Run python -m doctest -v examples.rst
to test.
>>> from collections import Counter
>>> import math
>>> from gnt_data import get_tokens, get_tokens_by_chunk, TokenType, ChunkType
>>> from calc import tokens_for_coverage, print_coverage_table
>>> gnt_lemmas = Counter(get_tokens(TokenType.lemma))
>>> gnt_lemmas.most_common(10)
[('ὁ', 19769), ('καί', 8973), ('αὐτός', 5546), ('σύ', 2894), ('δέ', 2766), ('ἐν', 2733), ('ἐγώ', 2572), ('εἰμί', 2456), ('λέγω', 2345), ('εἰς', 1754)]
>>> john_forms = Counter(get_tokens(TokenType.form, ChunkType.book, "64"))
>>> john_forms.most_common(10)
[('καί', 813), ('ὁ', 557), ('οὐ', 279), ('ὅτι', 270), ('τοῦ', 242), ('τόν', 240), ('ἐν', 220), ('δέ', 201), ('οὖν', 197), ('Ἰησοῦς', 193)]

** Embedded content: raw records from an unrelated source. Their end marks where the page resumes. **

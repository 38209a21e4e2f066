//! ZIP extraction into the shared unzip folder.
//!
//! Every country archive is extracted into the same directory, so entries
//! from all countries share one namespace. Extraction is not atomic: if an
//! entry fails, entries written before it stay on disk.

use std::fs::File;
use std::path::Path;

/// Extracts every entry of a ZIP archive under `dest_dir`.
///
/// Directory entries are created; file entries are written byte for byte,
/// creating parent directories as needed. Entries whose names would land
/// outside `dest_dir` are skipped.
///
/// Returns the number of entries written.
///
/// # Errors
///
/// Returns [`ArchiveError::Open`] if the file is not a readable ZIP, and
/// [`ArchiveError::Entry`] or [`ArchiveError::Io`] if an entry cannot be
/// read or written.
pub fn extract_zip(archive_path: &Path, dest_dir: &Path) -> Result<u64, ArchiveError> {
    let file = File::open(archive_path).map_err(|e| ArchiveError::Io {
        path: archive_path.display().to_string(),
        source: e,
    })?;

    let mut archive = zip::ZipArchive::new(file).map_err(|e| ArchiveError::Open {
        path: archive_path.display().to_string(),
        source: e,
    })?;

    std::fs::create_dir_all(dest_dir).map_err(|e| ArchiveError::Io {
        path: dest_dir.display().to_string(),
        source: e,
    })?;

    let mut count = 0u64;

    for i in 0..archive.len() {
        let mut entry = archive.by_index(i).map_err(|e| ArchiveError::Entry {
            path: archive_path.display().to_string(),
            index: i,
            source: e,
        })?;

        let Some(relative) = entry.enclosed_name() else {
            log::warn!("  skipping unsafe entry name: {}", entry.name());
            continue;
        };
        let out_path = dest_dir.join(relative);

        if entry.is_dir() {
            std::fs::create_dir_all(&out_path).map_err(|e| ArchiveError::Io {
                path: out_path.display().to_string(),
                source: e,
            })?;
            count += 1;
            continue;
        }

        if let Some(parent) = out_path.parent() {
            std::fs::create_dir_all(parent).map_err(|e| ArchiveError::Io {
                path: parent.display().to_string(),
                source: e,
            })?;
        }

        let mut out = File::create(&out_path).map_err(|e| ArchiveError::Io {
            path: out_path.display().to_string(),
            source: e,
        })?;
        std::io::copy(&mut entry, &mut out).map_err(|e| ArchiveError::Io {
            path: out_path.display().to_string(),
            source: e,
        })?;

        log::trace!("  extracted {}", out_path.display());
        count += 1;
    }

    Ok(count)
}

/// Errors from archive extraction.
#[derive(Debug, thiserror::Error)]
pub enum ArchiveError {
    /// The file could not be opened as a ZIP archive.
    #[error("{path} is not a valid zip file: {source}")]
    Open {
        /// Archive path.
        path: String,
        /// Underlying ZIP error.
        source: zip::result::ZipError,
    },

    /// An entry inside the archive could not be read.
    #[error("corrupt entry {index} in {path}: {source}")]
    Entry {
        /// Archive path.
        path: String,
        /// Entry index.
        index: usize,
        /// Underlying ZIP error.
        source: zip::result::ZipError,
    },

    /// I/O error reading the archive or writing an entry.
    #[error("I/O error at {path}: {source}")]
    Io {
        /// Path that caused the error.
        path: String,
        /// Underlying I/O error.
        source: std::io::Error,
    },
}
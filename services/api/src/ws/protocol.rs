//! Defines the WebSocket message protocol between the browser client and the API server.

use crate::models::RosterEntry;
use crossfire_core::{
    engine::{SessionInput, SessionUpdate},
    error::DictationError,
    feedback::FeedbackData,
    input::DictationUpdate,
    scheduler::TurnTrigger,
    transcript::Contribution,
};
use serde::{Deserialize, Serialize};
use uuid::Uuid;

/// Messages sent from the client (browser) to the server.
#[derive(Deserialize, Debug, PartialEq)]
#[serde(tag = "type", rename_all = "snake_case")]
pub enum ClientMessage {
    /// Starts a discussion. This must be the first message.
    Init {
        /// The case under discussion.
        topic: String,
        /// The position the human is interviewing for.
        job_title: String,
    },
    /// The full contents of the text box after an edit.
    Typed { text: String },
    StartDictation,
    StopDictation,
    /// A result event from the browser's speech recognizer.
    DictationResult {
        #[serde(default)]
        final_segments: Vec<String>,
        #[serde(default)]
        interim_text: String,
    },
    /// An error event from the browser's speech recognizer, e.g. `no-speech`.
    DictationError { code: String },
    /// Submits the pending input.
    Submit,
    /// Ends the discussion and requests feedback.
    Finish,
}

impl ClientMessage {
    /// Converts a post-init message into engine input. `Init` has no equivalent.
    pub fn into_input(self) -> Option<SessionInput> {
        match self {
            ClientMessage::Init { .. } => None,
            ClientMessage::Typed { text } => Some(SessionInput::Typed(text)),
            ClientMessage::StartDictation => Some(SessionInput::StartDictation),
            ClientMessage::StopDictation => Some(SessionInput::StopDictation),
            ClientMessage::DictationResult {
                final_segments,
                interim_text,
            } => Some(SessionInput::Dictation(DictationUpdate {
                final_segments,
                interim_text,
            })),
            ClientMessage::DictationError { code } => Some(SessionInput::DictationFailed(
                DictationError::from_code(&code),
            )),
            ClientMessage::Submit => Some(SessionInput::Submit),
            ClientMessage::Finish => Some(SessionInput::Finish),
        }
    }
}

/// Messages sent from the server to the client (browser).
#[derive(Serialize, Debug, Clone)]
#[serde(tag = "type", rename_all = "snake_case")]
pub enum ServerMessage {
    /// Confirms the discussion has started.
    Initialized {
        session_id: Uuid,
        topic: String,
        job_title: String,
        roster: Vec<RosterEntry>,
        max_rounds: u32,
    },
    /// A panel member started producing a contribution.
    TurnStarted {
        turn_id: u64,
        speaker_id: String,
        trigger: TurnTrigger,
    },
    TurnEnded {
        turn_id: u64,
        speaker_id: String,
        succeeded: bool,
    },
    Contribution { contribution: Contribution },
    Rounds {
        round_count: u32,
        max_rounds: u32,
        ceiling_reached: bool,
    },
    /// The human talked over an in-flight speaker, or that signal expired.
    Interruption { occurred: bool, remaining_ms: u64 },
    /// Current pending input, including the display-only interim text.
    Input {
        buffer: String,
        interim: String,
        listening: bool,
    },
    /// A submit was refused.
    Rejected { reason: String },
    Finished {
        transcript: Vec<Contribution>,
        interruptions: u32,
        round_count: u32,
    },
    Feedback { feedback: FeedbackData },
    /// Reports an error to the client.
    Error { message: String },
}

impl From<SessionUpdate> for ServerMessage {
    fn from(update: SessionUpdate) -> Self {
        match update {
            SessionUpdate::TurnStarted { turn } => ServerMessage::TurnStarted {
                turn_id: turn.id,
                speaker_id: turn.speaker_id,
                trigger: turn.trigger,
            },
            SessionUpdate::TurnEnded {
                turn_id,
                speaker_id,
                succeeded,
            } => ServerMessage::TurnEnded {
                turn_id,
                speaker_id,
                succeeded,
            },
            SessionUpdate::Contribution { contribution } => {
                ServerMessage::Contribution { contribution }
            }
            SessionUpdate::Rounds {
                round_count,
                max_rounds,
                ceiling_reached,
            } => ServerMessage::Rounds {
                round_count,
                max_rounds,
                ceiling_reached,
            },
            SessionUpdate::Interruption { event } => ServerMessage::Interruption {
                occurred: event.occurred,
                remaining_ms: event.remaining_ms,
            },
            SessionUpdate::Input { pending } => ServerMessage::Input {
                buffer: pending.buffer,
                interim: pending.interim,
                listening: pending.listening,
            },
            SessionUpdate::Rejected { reason } => ServerMessage::Rejected { reason },
            SessionUpdate::Finished {
                transcript,
                interruptions,
                round_count,
            } => ServerMessage::Finished {
                transcript,
                interruptions,
                round_count,
            },
        }
    }
}

#[cfg(test)]
mod tests {
    use super::*;
    use crossfire_core::input::PendingInput;

    #[test]
    fn test_client_messages_parse() {
        let init: ClientMessage =
            serde_json::from_str(r#"{"type":"init","topic":"定价","job_title":"产品经理"}"#)
                .unwrap();
        assert_eq!(
            init,
            ClientMessage::Init {
                topic: "定价".to_string(),
                job_title: "产品经理".to_string()
            }
        );
        assert!(init.into_input().is_none());

        let submit: ClientMessage = serde_json::from_str(r#"{"type":"submit"}"#).unwrap();
        assert_eq!(submit.into_input(), Some(SessionInput::Submit));

        let dictation: ClientMessage =
            serde_json::from_str(r#"{"type":"dictation_result","interim_text":"你"}"#).unwrap();
        assert_eq!(
            dictation.into_input(),
            Some(SessionInput::Dictation(DictationUpdate {
                final_segments: vec![],
                interim_text: "你".to_string(),
            }))
        );
    }

    #[test]
    fn test_dictation_error_codes_map() {
        let no_speech: ClientMessage =
            serde_json::from_str(r#"{"type":"dictation_error","code":"no-speech"}"#).unwrap();
        assert_eq!(
            no_speech.into_input(),
            Some(SessionInput::DictationFailed(DictationError::NoSpeech))
        );

        let denied: ClientMessage =
            serde_json::from_str(r#"{"type":"dictation_error","code":"not-allowed"}"#).unwrap();
        assert_eq!(
            denied.into_input(),
            Some(SessionInput::DictationFailed(DictationError::Other(
                "not-allowed".to_string()
            )))
        );
    }

    #[test]
    fn test_unknown_message_is_rejected() {
        assert!(serde_json::from_str::<ClientMessage>(r#"{"type":"dance"}"#).is_err());
    }

    #[test]
    fn test_server_message_from_update() {
        let msg: ServerMessage = SessionUpdate::Input {
            pending: PendingInput {
                buffer: "你好".to_string(),
                interim: "世".to_string(),
                listening: true,
            },
        }
        .into();
        let json = serde_json::to_value(&msg).unwrap();
        assert_eq!(json["type"], "input");
        assert_eq!(json["buffer"], "你好");
        assert_eq!(json["interim"], "世");
        assert_eq!(json["listening"], true);

        let rounds: ServerMessage = SessionUpdate::Rounds {
            round_count: 3,
            max_rounds: 20,
            ceiling_reached: false,
        }
        .into();
        let json = serde_json::to_value(&rounds).unwrap();
        assert_eq!(json["type"], "rounds");
        assert_eq!(json["round_count"], 3);
    }
}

>>> tokens_for_coverage(gnt_lemmas, 0.5)
Counter({'ὁ': 19769, 'καί': 8973, 'αὐτός': 5546, 'σύ': 2894, 'δέ': 2766, 'ἐν': 2733, 'ἐγώ': 2572, 'εἰμί': 2456, 'λέγω': 2345, 'εἰς': 1754, 'οὐ': 1605, 'ὅς': 1408, 'οὗτος': 1385, 'θεός': 1307, 'ὅτι': 1294, 'πᾶς': 1244, 'γάρ': 1039, 'μή': 1036, 'ἐκ': 913, 'Ἰησοῦς': 906, 'ἐπί': 885, 'κύριος': 713, 'ἔχω': 706, 'πρός': 696, 'γίνομαι': 667, 'διά': 666, 'ἵνα': 662})

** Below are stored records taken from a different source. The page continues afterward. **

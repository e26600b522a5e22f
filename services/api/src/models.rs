//! API Models
//!
//! Request and response bodies for the REST endpoints, documented for the
//! OpenAPI spec with `utoipa`.

use crossfire_core::participant::Participant;
use serde::{Deserialize, Serialize};
use utoipa::ToSchema;

#[derive(Deserialize, ToSchema, Debug)]
pub struct CreateTopicPayload {
    #[schema(example = "字节跳动")]
    pub company: String,
    #[schema(example = "产品经理")]
    pub job_title: String,
}

#[derive(Serialize, Deserialize, ToSchema, Debug, Clone, PartialEq)]
pub struct TopicResponse {
    pub topic: String,
}

/// One autonomous panel member as exposed to clients.
#[derive(Serialize, Deserialize, ToSchema, Debug, Clone, PartialEq)]
pub struct RosterEntry {
    #[schema(example = "char1")]
    pub id: String,
    pub name: String,
    #[schema(example = "AGGRESSIVE")]
    pub archetype: String,
    pub personality: String,
}

impl From<&Participant> for RosterEntry {
    fn from(p: &Participant) -> Self {
        Self {
            id: p.id.clone(),
            name: p.name.clone(),
            archetype: p.archetype.to_string(),
            personality: p.personality.clone(),
        }
    }
}

#[derive(Serialize, ToSchema)]
pub struct ErrorResponse {
    pub message: String,
}
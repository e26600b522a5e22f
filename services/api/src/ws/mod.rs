//! WebSocket bridge between a browser client and a discussion runtime.

pub mod protocol;
mod session;

pub use session::ws_handler;
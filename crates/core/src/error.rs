//! Error types shared across the discussion engine.
//!
//! None of these are fatal to a session: generation failures resolve the turn
//! as a no-op, dictation failures switch dictation off, and empty submits are
//! rejected before any state changes.

use thiserror::Error;

/// A provider or network failure while producing an autonomous contribution.
#[derive(Debug, Clone, Error, PartialEq)]
pub enum GenerationError {
    #[error("Provider request failed: {0}")]
    Provider(String),
    #[error("Provider returned an empty reply")]
    EmptyReply,
    #[error("Missing prompt template: '{0}'")]
    MissingPrompt(String),
}

impl From<anyhow::Error> for GenerationError {
    fn from(err: anyhow::Error) -> Self {
        Self::Provider(format!("{:#}", err))
    }
}

/// An error reported by the dictation source.
#[derive(Debug, Clone, Error, PartialEq, Eq)]
pub enum DictationError {
    /// The recognizer heard nothing. Not a reason to stop listening.
    #[error("No speech detected")]
    NoSpeech,
    #[error("Dictation failed: {0}")]
    Other(String),
}

impl DictationError {
    /// Maps a recognizer error code onto the taxonomy.
    pub fn from_code(code: &str) -> Self {
        match code.to_ascii_lowercase().replace('_', "-").as_str() {
            "no-speech" => Self::NoSpeech,
            _ => Self::Other(code.to_string()),
        }
    }
}

/// Rejections of human input.
#[derive(Debug, Clone, Error, PartialEq, Eq)]
pub enum InputError {
    #[error("Cannot submit an empty message")]
    EmptySubmit,
    #[error("The session has already finished")]
    SessionFinished,
}

/// A roster that cannot host a discussion.
#[derive(Debug, Clone, Error, PartialEq, Eq)]
pub enum RosterError {
    #[error("A roster needs at least one member")]
    Empty,
}

/// Guard violations inside the turn scheduler.
#[derive(Debug, Clone, Error, PartialEq, Eq)]
pub enum SchedulerError {
    #[error("Speaker '{0}' cannot start while another turn is in flight")]
    Busy(String),
    #[error("The round ceiling has been reached")]
    CeilingReached,
    #[error("The session has finished")]
    Finished,
    #[error("No active turn with id {0}")]
    UnknownTurn(u64),
    #[error("Unknown participant '{0}'")]
    UnknownParticipant(String),
}

#[cfg(test)]
mod tests {
    use super::*;

    #[test]
    fn test_dictation_error_from_code() {
        assert_eq!(DictationError::from_code("no-speech"), DictationError::NoSpeech);
        assert_eq!(DictationError::from_code("NO_SPEECH"), DictationError::NoSpeech);
        assert_eq!(
            DictationError::from_code("network"),
            DictationError::Other("network".to_string())
        );
    }

    #[test]
    fn test_error_display() {
        assert_eq!(
            format!("{}", InputError::EmptySubmit),
            "Cannot submit an empty message"
        );
        assert_eq!(
            format!("{}", SchedulerError::UnknownTurn(7)),
            "No active turn with id 7"
        );
        assert_eq!(
            format!("{}", GenerationError::Provider("timeout".to_string())),
            "Provider request failed: timeout"
        );
    }

    #[test]
    fn test_generation_error_from_anyhow() {
        let err: GenerationError = anyhow::anyhow!("connection reset").into();
        assert_eq!(err, GenerationError::Provider("connection reset".to_string()));
    }
}
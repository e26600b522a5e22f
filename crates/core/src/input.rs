//! Input Capture Adapter
//!
//! Merges typed edits and a streaming dictation source into one pending
//! buffer. Only finalized dictation segments ever reach the buffer; the
//! interim fragment is kept for display and dropped on submit or stop.

use crate::error::{DictationError, InputError};
use serde::{Deserialize, Serialize};
use tracing::{debug, warn};

/// One result event from the dictation source.
#[derive(Serialize, Deserialize, Debug, Clone, Default, PartialEq, Eq)]
pub struct DictationUpdate {
    /// Segments the recognizer will not revise any more.
    #[serde(default)]
    pub final_segments: Vec<String>,
    /// The current, still changing hypothesis.
    #[serde(default)]
    pub interim_text: String,
}

/// Snapshot of the pending input.
#[derive(Serialize, Debug, Clone, Default, PartialEq, Eq)]
pub struct PendingInput {
    pub buffer: String,
    pub interim: String,
    pub listening: bool,
}

#[derive(Debug, Default)]
pub struct InputCapture {
    pending: PendingInput,
    /// Set once the human has started dictation at least once.
    dictated: bool,
}

impl InputCapture {
    pub fn new() -> Self {
        Self::default()
    }

    pub fn pending(&self) -> &PendingInput {
        &self.pending
    }

    pub fn is_listening(&self) -> bool {
        self.pending.listening
    }

    /// True if the human has typed, dictated or is dictating.
    pub fn has_activity(&self) -> bool {
        self.dictated || self.pending.listening || !self.pending.buffer.is_empty()
    }

    /// Replaces the buffer with the full contents of the text box.
    pub fn set_text(&mut self, text: impl Into<String>) {
        self.pending.buffer = text.into();
    }

    /// Starts dictation. Returns false if it was already running.
    pub fn start_dictation(&mut self) -> bool {
        if self.pending.listening {
            return false;
        }
        self.pending.listening = true;
        self.dictated = true;
        debug!("Dictation started");
        true
    }

    /// Stops dictation, keeping finalized text. Returns false if it was not running.
    pub fn stop_dictation(&mut self) -> bool {
        self.pending.interim.clear();
        if !self.pending.listening {
            return false;
        }
        self.pending.listening = false;
        debug!("Dictation stopped");
        true
    }

    /// Applies a recognizer result. Ignored when dictation is off.
    pub fn apply_dictation(&mut self, update: DictationUpdate) -> bool {
        if !self.pending.listening {
            debug!("Ignoring dictation result while not listening");
            return false;
        }
        for segment in update.final_segments {
            self.pending.buffer.push_str(&segment);
        }
        self.pending.interim = update.interim_text;
        true
    }

    /// Handles a recognizer error. Anything but "no speech" switches dictation off.
    /// Returns true if the listening state changed.
    pub fn dictation_failed(&mut self, error: &DictationError) -> bool {
        match error {
            DictationError::NoSpeech => {
                debug!("Dictation heard no speech");
                false
            }
            DictationError::Other(code) => {
                warn!(%code, "Dictation error, stopping");
                self.stop_dictation()
            }
        }
    }

    /// Takes the buffer for submission.
    ///
    /// Blank input is rejected without touching any state. On success the
    /// buffer and interim are cleared and dictation is stopped.
    pub fn take_submission(&mut self) -> Result<String, InputError> {
        if self.pending.buffer.trim().is_empty() {
            return Err(InputError::EmptySubmit);
        }
        let text = std::mem::take(&mut self.pending.buffer);
        self.pending.interim.clear();
        self.pending.listening = false;
        Ok(text)
    }
}
//! Interruption Detector
//!
//! Flags a human submit that lands while an autonomous generation is still
//! outstanding. The flag is advisory: it never changes scheduling or
//! transcript order, and it expires on its own after a fixed window.

use serde::Serialize;
use std::time::Duration;
use tokio::time::Instant;
use tracing::info;

/// Default time an interruption stays visible.
pub const DEFAULT_INTERRUPTION_WINDOW: Duration = Duration::from_millis(2000);

/// Snapshot of the interruption signal.
#[derive(Serialize, Debug, Clone, Copy, PartialEq, Eq)]
pub struct InterruptionEvent {
    pub occurred: bool,
    /// Milliseconds until the signal clears. Zero when not raised.
    pub remaining_ms: u64,
    #[serde(skip)]
    pub expires_at: Option<Instant>,
}

#[derive(Debug)]
pub struct InterruptionDetector {
    window: Duration,
    expires_at: Option<Instant>,
    total: u32,
}

impl Default for InterruptionDetector {
    fn default() -> Self {
        Self::new(DEFAULT_INTERRUPTION_WINDOW)
    }
}

impl InterruptionDetector {
    pub fn new(window: Duration) -> Self {
        Self {
            window,
            expires_at: None,
            total: 0,
        }
    }

    pub fn window(&self) -> Duration {
        self.window
    }

    /// Observes a human submit. Returns true when it counts as an interruption,
    /// in which case the signal is (re)armed until `now + window`.
    pub fn observe_submit(&mut self, generating: bool, now: Instant) -> bool {
        if !generating {
            return false;
        }
        self.total += 1;
        self.expires_at = Some(now + self.window);
        info!(total = self.total, "Human interrupted an in-flight turn");
        true
    }

    /// Whether the signal is raised at `now`.
    pub fn is_active(&self, now: Instant) -> bool {
        self.expires_at.is_some_and(|at| now < at)
    }

    /// Clears the signal if its window has passed. Returns true if it was
    /// cleared by this call.
    pub fn expire(&mut self, now: Instant) -> bool {
        match self.expires_at {
            Some(at) if now >= at => {
                self.expires_at = None;
                true
            }
            _ => false,
        }
    }

    /// Interruptions observed over the whole session.
    pub fn total(&self) -> u32 {
        self.total
    }

    pub fn snapshot(&self, now: Instant) -> InterruptionEvent {
        match self.expires_at {
            Some(at) if now < at => InterruptionEvent {
                occurred: true,
                remaining_ms: (at - now).as_millis() as u64,
                expires_at: Some(at),
            },
            _ => InterruptionEvent {
                occurred: false,
                remaining_ms: 0,
                expires_at: None,
            },
        }
    }
}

>>> cana_lemmas = Counter(get_tokens(TokenType.lemma, ChunkType.pericope, "04§05"))
>>> tokens_for_coverage(cana_lemmas, 0.7)
Counter({'ὁ': 35, 'καί': 15, 'αὐτός': 11, 'λέγω': 7, 'Ἰησοῦς': 6, 'δέ': 5, 'οἶνος': 5, 'εἰμί': 3, 'μήτηρ': 3, 'σύ': 3, 'ὕδωρ': 3, 'ἀρχιτρίκλινος': 3, 'γάμος': 2, 'γίνομαι': 2, 'ἐν': 2, 'Κανά': 2, 'Γαλιλαία': 2, 'ἐκεῖ': 2, 'μαθητής': 2, 'εἰς': 2, 'οὐ': 2, 'ἐγώ': 2, 'διάκονος': 2, 'ποιέω': 2, 'ὑδρία': 2, 'γεμίζω': 2, 'ἕως': 2, 'ἀντλέω': 2, 'φέρω': 2, 'οἶδα': 2, 'καλός': 2})
>>> john_lemmas = Counter(get_tokens(TokenType.lemma, ChunkType.book, "64"))
>>> john80 = tokens_for_coverage(john_lemmas, 0.8)
>>> sorted(cana_lemmas.keys() - john80.keys())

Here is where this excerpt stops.